Tell a serious lifter you've started running three times a week and watch their face. There's a specific look — part concern, part pity — that says you've just described setting your own progress on fire. "You're going to lose all your gains." "Cardio eats muscle." "You can't chase two things at once." It's said with the certainty of a law of physics.
It comes from something real, and then it gets stretched into something that isn't. The real thing is called the interference effect. The stretched version is the reason half the people who'd be happier as hybrid athletes never try.
What the interference effect actually is
Back in the 1980s, researchers noticed that people who trained for strength and endurance at the same time didn't gain strength as fast as people who only lifted. The endurance work seemed to interfere with the strength adaptation. The name stuck, the finding got repeated, and somewhere along the way "measurably slower under lab conditions" turned into "cardio deletes your muscle."
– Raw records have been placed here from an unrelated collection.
//! Command-line entry point for driftfield.

use std::path::PathBuf;

use anyhow::{Context, Result};
use clap::{Parser, Subcommand};

use driftfield::{ExportOptions, FieldConfig};

#[derive(Parser)]
#[command(name = "driftfield")]
#[command(about = "Drifting particle backdrop: live window or PNG frames", long_about = None)]
#[command(version)]
struct Cli {
    #[command(subcommand)]
    command: Commands,

    /// Verbosity level (can be repeated for more detail)
    #[arg(short, long, action = clap::ArgAction::Count, global = true)]
    verbose: u8,

    /// Suppress all output except errors
    #[arg(short, long, global = true)]
    quiet: bool,

    /// JSON field configuration; missing keys use defaults
    #[arg(short, long, global = true)]
    config: Option<PathBuf>,

    /// Fixed random seed for a reproducible field
    #[arg(short, long, global = true)]
    seed: Option<u64>,
}

#[derive(Subcommand)]
enum Commands {
    /// Open a window and animate the field
    Window,

    /// Render frames headlessly to PNG files
    Render {
        /// Physical width in pixels
        #[arg(long, default_value_t = 1280)]
        width: u32,

        /// Physical height in pixels
        #[arg(long, default_value_t = 720)]
        height: u32,

        /// Device pixel ratio
        #[arg(long, default_value_t = 1.0)]
        scale: f64,

        /// Number of frames to write
        #[arg(long, default_value_t = 60)]
        frames: u32,

        /// Simulated milliseconds between frames
        #[arg(long, default_value_t = 1000.0 / 60.0)]
        frame_ms: f32,

        /// Output directory
        #[arg(short, long, default_value = "frames")]
        out: PathBuf,
    },
}

fn main() -> Result<()> {
    let cli = Cli::parse();

    // RUST_LOG still wins when set
    let default_level = match (cli.verbose, cli.quiet) {
        (0, true) => "error",
        (0, false) => "warn",
        (1, _) => "info",
        (2, _) => "debug",
        _ => "trace",
    };
    env_logger::Builder::from_env(env_logger::Env::default().default_filter_or(default_level))
        .init();

    let config = match &cli.config {
        Some(path) => FieldConfig::from_file(path)
            .with_context(|| format!("loading config from {}", path.display()))?,
        None => FieldConfig::default(),
    };

    match cli.command {
        Commands::Window => {
            driftfield::window::run(config, cli.seed).context("running window")?;
        }
        Commands::Render {
            width,
            height,
            scale,
            frames,
            frame_ms,
            out,
        } => {
            let options = ExportOptions {
                width,
                height,
                scale_factor: scale,
                frames,
                frame_ms,
                seed: cli.seed.unwrap_or(0),
                out_dir: out,
            };
            let written = driftfield::render_frames(&config, &options)
                .context("rendering frames")?;
            println!(
                "wrote {} frames to {}",
                written.len(),
                options.out_dir.display()
            );
        }
    }

    Ok(())
}
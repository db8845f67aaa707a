//! Frame timing for the render loop.
//!
//! The field advances by wall-clock milliseconds between frames rather than
//! by a frame count, so motion speed is independent of the display's
//! refresh rate.
//!
//! # Example
//!
//! ```ignore
//! use driftfield::time::FrameClock;
//!
//! let mut clock = FrameClock::new();
//!
//! // Once per redraw:
//! let elapsed_ms = clock.tick();
//! backdrop.frame(elapsed_ms);
//! ```

use std::time::{Duration, Instant};

/// Longest step a single tick reports, in milliseconds.
///
/// A window that was hidden or stalled in a debugger would otherwise hand
/// the field a multi-second step.
pub const DEFAULT_MAX_DELTA_MS: f32 = 250.0;

/// Wall-clock frame timer.
#[derive(Debug)]
pub struct FrameClock {
    /// When the last tick occurred.
    last_tick: Instant,
    /// Milliseconds reported by the last tick.
    delta_ms: f32,
    /// Upper bound on a single tick.
    max_delta_ms: f32,
    /// Total ticks since start (paused ticks excluded).
    frame_count: u64,
    /// Calculated FPS (updated periodically).
    fps: f32,
    fps_frame_count: u64,
    fps_update_time: Instant,
    fps_update_interval: Duration,
    paused: bool,
    /// Fixed step for deterministic playback.
    fixed_delta_ms: Option<f32>,
}

impl FrameClock {
    /// Create a clock starting from now.
    pub fn new() -> Self {
        let now = Instant::now();
        Self {
            last_tick: now,
            delta_ms: 0.0,
            max_delta_ms: DEFAULT_MAX_DELTA_MS,
            frame_count: 0,
            fps: 0.0,
            fps_frame_count: 0,
            fps_update_time: now,
            fps_update_interval: Duration::from_millis(500),
            paused: false,
            fixed_delta_ms: None,
        }
    }

    /// Set the per-tick clamp. Non-positive values disable clamping.
    pub fn with_max_delta_ms(mut self, max_delta_ms: f32) -> Self {
        self.max_delta_ms = if max_delta_ms > 0.0 {
            max_delta_ms
        } else {
            f32::INFINITY
        };
        self
    }

    /// Advance the clock. Call once per frame.
    ///
    /// Returns the milliseconds elapsed since the previous tick, clamped to
    /// the configured maximum. Paused clocks return 0.
    pub fn tick(&mut self) -> f32 {
        let now = Instant::now();

        if self.paused {
            self.delta_ms = 0.0;
            return 0.0;
        }

        let raw_ms = now.duration_since(self.last_tick).as_secs_f32() * 1000.0;
        self.delta_ms = self.fixed_delta_ms.unwrap_or(raw_ms).min(self.max_delta_ms);
        self.last_tick = now;
        self.frame_count += 1;

        let fps_elapsed = now.duration_since(self.fps_update_time);
        if fps_elapsed >= self.fps_update_interval {
            let frames_since = self.frame_count - self.fps_frame_count;
            self.fps = frames_since as f32 / fps_elapsed.as_secs_f32();
            self.fps_frame_count = self.frame_count;
            self.fps_update_time = now;
        }

        self.delta_ms
    }

    /// Milliseconds reported by the last tick.
    #[inline]
    pub fn delta_ms(&self) -> f32 {
        self.delta_ms
    }

    #[inline]
    pub fn frame(&self) -> u64 {
        self.frame_count
    }

    #[inline]
    pub fn fps(&self) -> f32 {
        self.fps
    }

    #[inline]
    pub fn is_paused(&self) -> bool {
        self.paused
    }

    /// Stop reporting elapsed time. Ticks return 0 until [`resume`](Self::resume).
    pub fn pause(&mut self) {
        self.paused = true;
    }

    /// Resume after pausing. The paused interval is not reported.
    pub fn resume(&mut self) {
        if self.paused {
            self.last_tick = Instant::now();
            self.paused = false;
        }
    }

    /// Report a fixed step on every tick regardless of wall time.
    /// Pass `None` to use real frame timing.
    pub fn set_fixed_delta_ms(&mut self, delta_ms: Option<f32>) {
        self.fixed_delta_ms = delta_ms.filter(|d| d.is_finite() && *d >= 0.0);
    }
}

impl Default for FrameClock {
    fn default() -> Self {
        Self::new()
    }
}

#[cfg(test)]
mod tests {
    use super::*;
    use std::thread;

    #[test]
    fn test_clock_new() {
        let clock = FrameClock::new();
        assert_eq!(clock.frame(), 0);
        assert_eq!(clock.delta_ms(), 0.0);
        assert!(!clock.is_paused());
    }

    #[test]
    fn test_tick_reports_milliseconds() {
        let mut clock = FrameClock::new();
        thread::sleep(Duration::from_millis(10));
        let ms = clock.tick();

        assert!(ms >= 10.0, "expected at least 10ms, got {ms}");
        assert_eq!(clock.frame(), 1);
    }

    #[test]
    fn test_tick_is_clamped() {
        let mut clock = FrameClock::new().with_max_delta_ms(5.0);
        thread::sleep(Duration::from_millis(20));
        assert_eq!(clock.tick(), 5.0);
    }

    #[test]
    fn test_fps_updates_after_interval() {
        let mut clock = FrameClock::new();
        assert_eq!(clock.fps(), 0.0);

        for _ in 0..3 {
            thread::sleep(Duration::from_millis(200));
            clock.tick();
        }

        // Three ticks over at least 600ms: refreshed once, at most 5 fps
        let fps = clock.fps();
        assert!(fps > 0.0 && fps <= 5.0, "fps = {fps}");
    }

    #[test]
    fn test_pause_reports_zero() {
        let mut clock = FrameClock::new();
        clock.tick();

        clock.pause();
        thread::sleep(Duration::from_millis(10));
        assert_eq!(clock.tick(), 0.0);
        assert_eq!(clock.frame(), 1);

        // The paused interval is skipped on resume
        clock.resume();
        assert!(clock.tick() < 10.0);
    }

    #[test]
    fn test_fixed_delta() {
        let mut clock = FrameClock::new();
        clock.set_fixed_delta_ms(Some(1000.0 / 60.0));

        thread::sleep(Duration::from_millis(50));
        let ms = clock.tick();

        assert!((ms - 1000.0 / 60.0).abs() < 0.0001);

        clock.set_fixed_delta_ms(Some(f32::NAN));
        thread::sleep(Duration::from_millis(1));
        assert!(clock.tick() > 0.0);
    }
}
Here's the part that rarely survives the retelling. The effect is real, but it's small, and it's picky about who it touches:
- It hits maximal strength and power hardest — the top end, the one-rep max, the explosive stuff. Straight-up muscle size is far more stubborn. If your goal is looking like you lift, running barely registers.
- It scales with dose. A couple of easy runs a week is not the thing the studies were worried about. Two-a-day marathon-block volume stacked on heavy squatting is. Most people quoting the interference effect are doing the former and fearing the latter.
- Running interferes more than cycling, mostly because of the pounding — the eccentric load of landing on each stride adds muscle damage that a bike doesn't. Same cardiovascular benefit, different tax on your legs.
- Timing matters more than existence. A hard interval session two hours before you squat is a different animal than an easy jog the morning after. The conflict is largely about fatigue overlapping, not some permanent hormonal war.
Put together, for a recreational lifter running moderate mileage, the interference effect is somewhere between tiny and invisible. It's real the way friction is real: it exists, it costs you something, and it is nowhere near a good enough reason to stop.
So why do hybrid athletes actually stall?
Because they can't see what they're doing. And this is the part the interference-effect story conveniently covers for.
Watch how the average lifter logs the two halves of their training. The lifting half is meticulous: sets, reps, weight, which lift, how it moved. The running half is a shrug. "Did some cardio." "30 minutes, easy." Maybe a distance, if they remember. The lift is data. The run is a vibe.
Now something goes wrong — squats feel heavy, the bar speed is gone, you're flat two weeks running. What do you blame? The visible variable. The running. "See, cardio really does kill your gains." But you never actually tracked the running, so you have no idea whether you did three easy jogs or accidentally raced yourself up a hill four times. You can't tell interference from plain under-recovery, because one of your two training stresses was never written down. You're debugging with half the logs missing — so you blame the half you can see.
The lifters who make hybrid training work aren't the ones with special genetics or a secret program. They're the ones who track both sides with the same seriousness, so when fatigue shows up they can actually read it: too much running intensity this week, or not enough sleep, or a jump in lifting volume that has nothing to do with the runs at all. Fatigue you can see is a variable you can manage. Fatigue you're guessing about is just an excuse waiting to be assigned to whatever you fear most.
Treat your runs like sets
The fix is boring and it works: stop logging your runs as a genre ("cardio") and start logging them as a workout. Distance. Pace. Splits — because a run where you drifted faster every mile is a completely different stress than one you held steady, and "30 minutes easy" hides the difference that actually matters.
Once your running has the same resolution as your lifting, the whole fear dissolves into a manageable question. You're not asking "is cardio killing my gains?" anymore — an unanswerable, superstitious question. You're asking "did my heavy-squat days land on top of my hard-run days this week?" — a question with an answer you can see and change.
This is exactly why we built Flexion to treat a run like a first-class part of training, not a footnote. Your runs get logged with the same detail as your sets — pace, distance, split by split — so a hybrid week is something you can actually read and adjust instead of a leap of faith you take with your fingers crossed. Strength and endurance in one place, on one timeline, where the trade-offs are visible instead of imagined.
But even in a notes app: give your runs real numbers. The interference effect isn't what's holding hybrid athletes back. Flying blind on half their training is. You don't have to choose between the squat rack and the road. You just have to stop guessing about one of them.